Also was die schärfe angeht so sollte es mit maß und ziel sein,gibt da aber eigentlich recht klare einstellungen die von den meisten Fotografen verwendet werden und da geht auch man auch nicht darüber weil es wirklich unnatürlich aussieht,wenn dieser effekt allerdings gewollt ist oder das Bild richtung Kunst geht sieht die sache anders aus .....bei peportagen sollte man aber wirklich nur minimal schärfen da sonst viel vom orginal verloren geht .....Ich für meinen Teil versuche so wenig wie möglich aber so viel al notwendig zu bearbeiten.....im übrigen bleibt ein unscharfes bild auch unscharf wenn ich schärfe bis zum umfallen......gibt ja auch die möglichkeit bei DSLRs das man schon in der Camera die schärfe erhöht (davon halte ich allerdings genau nix) ......

----------


## georg

> gibt ja auch die möglichkeit bei DSLRs das man schon in der Camera die schärfe erhöht (davon halte ich allerdings genau nix)

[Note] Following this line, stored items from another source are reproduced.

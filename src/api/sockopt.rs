//! getsockopt / setsockopt / sctp_opt_info dispatch. SCTP-level options run
//! against the socket layer under the master's lock; the handful of
//! SOL_SOCKET / IP-level options a System descriptor supports delegate to
//! the host OS.

use crate::address::SocketAddress;
use crate::api::types::{
    Linger, OptName, SctpAssocParams, SctpEventSubscribe, SctpPaddrInfo, SctpPaddrParams,
    SctpPaddrState, SctpRtoInfo, SctpSndRcvInfo, SctpStatus, SocketOption,
};
use crate::api::{last_os_error, resolve, update_sctp_descriptor, Resolved};
use crate::association::AssocIoDefaults;
use crate::descriptor::SctpDescriptor;
use crate::engine::{AssocId, AssocState, PathState, SCTP_INFINITE_LIFETIME};
use crate::error::{Error, Result};
use crate::master::{MasterState, SocketMaster};
use crate::notification::{
    SCTP_RECVASSOCEVNT, SCTP_RECVDATAIOEVNT, SCTP_RECVPADDREVNT, SCTP_RECVPEERERR,
    SCTP_RECVSENDFAILEVNT, SCTP_RECVSHUTDOWNEVNT,
};

use log::trace;

use std::time::Duration;

fn assoc_state_code(state: AssocState) -> i32 {
    match state {
        AssocState::Closed => 0,
        AssocState::CookieWait => 1,
        AssocState::CookieEchoed => 2,
        AssocState::Established => 3,
        AssocState::ShutdownPending => 4,
        AssocState::ShutdownSent => 5,
        AssocState::ShutdownReceived => 6,
        AssocState::ShutdownAckSent => 7,
    }
}

/// The association an option call targets: the explicit id when given,
/// otherwise the descriptor's own association.
fn target_assoc(desc: &SctpDescriptor, assoc_id: AssocId) -> Option<AssocId> {
    match assoc_id {
        0 => desc.assoc_id,
        id => Some(id),
    }
}

pub fn getsockopt(fd: i32, name: OptName) -> Result<SocketOption> {
    opt_info(fd, 0, name)
}

/// getsockopt with an explicit association id, the sctp_opt_info() surface.
pub fn opt_info(fd: i32, assoc_id: AssocId, name: OptName) -> Result<SocketOption> {
    let desc = match resolve(fd)? {
        Resolved::System(os_fd) => return system_getsockopt(os_fd, name),
        Resolved::Sctp(desc) => desc,
    };
    let master = SocketMaster::try_instance()?;
    let assoc = target_assoc(&desc, assoc_id);

    match name {
        OptName::SctpStatus => master.with_state(|state| {
            let assoc_id = assoc.ok_or(Error::ErrNotConnected)?;
            let status = state.engine.association_status(assoc_id)?;
            let primary_index = status.primary_address_index;
            let primary = state.engine.path_status(assoc_id, primary_index)?;
            Ok(SocketOption::SctpStatus(SctpStatus {
                assoc_id,
                state: assoc_state_code(status.state),
                rwnd: status.current_receiver_window,
                unackdata: 0,
                penddata: 0,
                instrms: status.in_streams,
                outstrms: status.out_streams,
                fragmentation_point: primary.path_mtu,
                primary: SctpPaddrInfo {
                    assoc_id,
                    address: SocketAddress::parse(
                        &primary.destination_address,
                        status.dest_port,
                    )
                    .ok(),
                    state: match primary.state {
                        PathState::Reachable => SctpPaddrState::Active,
                        PathState::Unreachable => SctpPaddrState::Inactive,
                    },
                    cwnd: 0,
                    srtt: 0,
                    rto: primary.rto,
                    mtu: primary.path_mtu,
                },
            }))
        }),

        OptName::SctpInitMsg => Ok(SocketOption::SctpInitMsg(desc.initmsg)),

        OptName::SctpRtoInfo => master.with_state(|state| {
            let info = match assoc {
                Some(assoc_id) => {
                    let status = state.engine.association_status(assoc_id)?;
                    SctpRtoInfo {
                        assoc_id,
                        initial: status.rto_initial,
                        max: status.rto_max,
                        min: status.rto_min,
                    }
                }
                None => {
                    let socket = state
                        .sockets
                        .get(&desc.socket_id)
                        .ok_or(Error::ErrBadDescriptor)?;
                    let parameters = socket.assoc_defaults(state.engine.as_ref())?;
                    SctpRtoInfo {
                        assoc_id: 0,
                        initial: parameters.rto_initial,
                        max: parameters.rto_max,
                        min: parameters.rto_min,
                    }
                }
            };
            Ok(SocketOption::SctpRtoInfo(info))
        }),

        OptName::SctpAssocInfo => master.with_state(|state| {
            let info = match assoc {
                Some(assoc_id) => {
                    let status = state.engine.association_status(assoc_id)?;
                    SctpAssocParams {
                        assoc_id,
                        asocmaxrxt: status.assoc_max_retransmits,
                        number_peer_destinations: status.number_of_destination_paths,
                        peer_rwnd: 0,
                        local_rwnd: status.current_receiver_window,
                        cookie_life: 0,
                    }
                }
                None => {
                    let socket = state
                        .sockets
                        .get(&desc.socket_id)
                        .ok_or(Error::ErrBadDescriptor)?;
                    let parameters = socket.assoc_defaults(state.engine.as_ref())?;
                    SctpAssocParams {
                        assoc_id: 0,
                        asocmaxrxt: parameters.assoc_max_retransmits,
                        number_peer_destinations: 0,
                        peer_rwnd: 0,
                        local_rwnd: 0,
                        cookie_life: parameters.valid_cookie_life,
                    }
                }
            };
            Ok(SocketOption::SctpAssocInfo(info))
        }),

        OptName::SctpEvents => master.with_state(|state| {
            let socket = state
                .sockets
                .get(&desc.socket_id)
                .ok_or(Error::ErrBadDescriptor)?;
            let mask = match assoc.and_then(|id| socket.assoc_list.get(&id)) {
                Some(a) => a.notification_flags,
                None => socket.notification_flags,
            };
            Ok(SocketOption::SctpEvents(SctpEventSubscribe::from_mask(
                mask,
            )))
        }),

        OptName::SctpDefaultSendParam => master.with_state(|state| {
            let socket = state
                .sockets
                .get(&desc.socket_id)
                .ok_or(Error::ErrBadDescriptor)?;
            let defaults = match assoc.and_then(|id| socket.assoc_list.get(&id)) {
                Some(a) => a.io_defaults(),
                None => socket.default_io.clone(),
            };
            Ok(SocketOption::SctpDefaultSendParam(SctpSndRcvInfo {
                stream: defaults.stream_id,
                ppid: defaults.proto_id,
                context: defaults.context,
                timetolive: if defaults.time_to_live == SCTP_INFINITE_LIFETIME {
                    0
                } else {
                    defaults.time_to_live
                },
                assoc_id: assoc.unwrap_or(0),
                ..SctpSndRcvInfo::default()
            }))
        }),

        OptName::SctpAutoclose => master.with_state(|state| {
            let socket = state
                .sockets
                .get(&desc.socket_id)
                .ok_or(Error::ErrBadDescriptor)?;
            Ok(SocketOption::SctpAutoclose(
                socket.auto_close_timeout.as_secs() as u32,
            ))
        }),

        OptName::SctpNodelay => Ok(SocketOption::SctpNodelay(desc.nodelay)),

        OptName::SctpPrimaryAddr => master.with_state(|state| {
            let assoc_id = assoc.ok_or(Error::ErrNotConnected)?;
            let socket = state
                .sockets
                .get(&desc.socket_id)
                .ok_or(Error::ErrBadDescriptor)?;
            let association = socket
                .association(assoc_id, false)
                .ok_or(Error::ErrNotConnected)?;
            let address = association.primary_address(state.engine.as_ref())?;
            Ok(SocketOption::SctpPrimaryAddr(address))
        }),

        OptName::SctpPeerAddrInfo(address) => master.with_state(|state| {
            let assoc_id = assoc.ok_or(Error::ErrNotConnected)?;
            let socket = state
                .sockets
                .get(&desc.socket_id)
                .ok_or(Error::ErrBadDescriptor)?;
            let association = socket
                .association(assoc_id, false)
                .ok_or(Error::ErrNotConnected)?;
            let path = association.path_status(state.engine.as_ref(), Some(&address))?;
            Ok(SocketOption::SctpPeerAddrInfo(SctpPaddrInfo {
                assoc_id,
                address: Some(address),
                state: match path.state {
                    PathState::Reachable => SctpPaddrState::Active,
                    PathState::Unreachable => SctpPaddrState::Inactive,
                },
                cwnd: 0,
                srtt: 0,
                rto: path.rto,
                mtu: path.path_mtu,
            }))
        }),

        OptName::SctpPeerAddrParams(address) => master.with_state(|state| {
            let assoc_id = assoc.ok_or(Error::ErrNotConnected)?;
            let socket = state
                .sockets
                .get(&desc.socket_id)
                .ok_or(Error::ErrBadDescriptor)?;
            let association = socket
                .association(assoc_id, false)
                .ok_or(Error::ErrNotConnected)?;
            let path = association.path_status(state.engine.as_ref(), address.as_ref())?;
            let status = state.engine.association_status(assoc_id)?;
            Ok(SocketOption::SctpPeerAddrParams(SctpPaddrParams {
                assoc_id,
                address,
                hbinterval: if path.heartbeat_enabled {
                    path.heartbeat_interval
                } else {
                    0
                },
                pathmaxrxt: status.assoc_max_retransmits,
            }))
        }),

        OptName::SendBuffer => master.with_state(|state| {
            let socket = state
                .sockets
                .get(&desc.socket_id)
                .ok_or(Error::ErrBadDescriptor)?;
            let size = match assoc {
                Some(assoc_id) => state.engine.send_buffer_size(assoc_id)?,
                None => socket.send_buffer_default,
            };
            Ok(SocketOption::SendBuffer(size))
        }),

        OptName::ReceiveBuffer => master.with_state(|state| {
            let socket = state
                .sockets
                .get(&desc.socket_id)
                .ok_or(Error::ErrBadDescriptor)?;
            let size = match assoc {
                Some(assoc_id) => state.engine.receive_buffer_size(assoc_id)?,
                None => socket.receive_buffer_default,
            };
            Ok(SocketOption::ReceiveBuffer(size))
        }),

        OptName::Linger => Ok(SocketOption::Linger(desc.linger)),

        OptName::IpTos => master.with_state(|state| {
            let socket = state
                .sockets
                .get(&desc.socket_id)
                .ok_or(Error::ErrBadDescriptor)?;
            Ok(SocketOption::IpTos(socket.default_traffic_class))
        }),

        OptName::Ipv6FlowInfo => Ok(SocketOption::Ipv6FlowInfo(desc.flow_info)),
        OptName::Ipv6FlowInfoSend => Ok(SocketOption::Ipv6FlowInfoSend(desc.flow_info_send)),
    }
}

 Das machen die Kameras ja schon wenn die die Sensordaten auswerten und als jpg umwandeln. Die Kamera vom Hersteller X schärft mehr als vom Hersteller Y.. und die Schärfung kannst auch noch einstellen. 0 Schärfung heißt doch nicht, dass nix geschärft wird, sondern dass dies die Normalschärfung vom Hersteller ist.. glaub ich zumindest.

----------


## kitschi

so jz muss ich meinen senf auch noch dazu geben  :Wink:  
also es is bei den dslr's so dass du einen mehrfeld autofokus sensor drinnen hast und eben dadurch wird genau auf den fahrer fokusiert und der rest wird unscharf  
teilweise sind die fotos sicher nachbearbeitet da eine dslr nur mit 8bit aufnimmt und von der auflösung nicht annähernd an eine analoge ran kommt  
da ich selbst sehr viele naturaufnahmen mache weiß ich wie des mit dem bearbeiten so is denn mit PS Cs4 is alles möglich  :Wink:

----------


## noox

Das mit den 8 Bit dürfte aber keine Ausrede sein, weil bei den üblichen Fotos am Computer sowieso nur 8 Bit pro Farbe verwendet werden. Also 16 Millionen Farben. Können Grafikkarten eigentlich schon mehr? Aber ich glaub die arbeiten alle noch mit 4x8 Bit - 3 Farben und Alpha-Kanal.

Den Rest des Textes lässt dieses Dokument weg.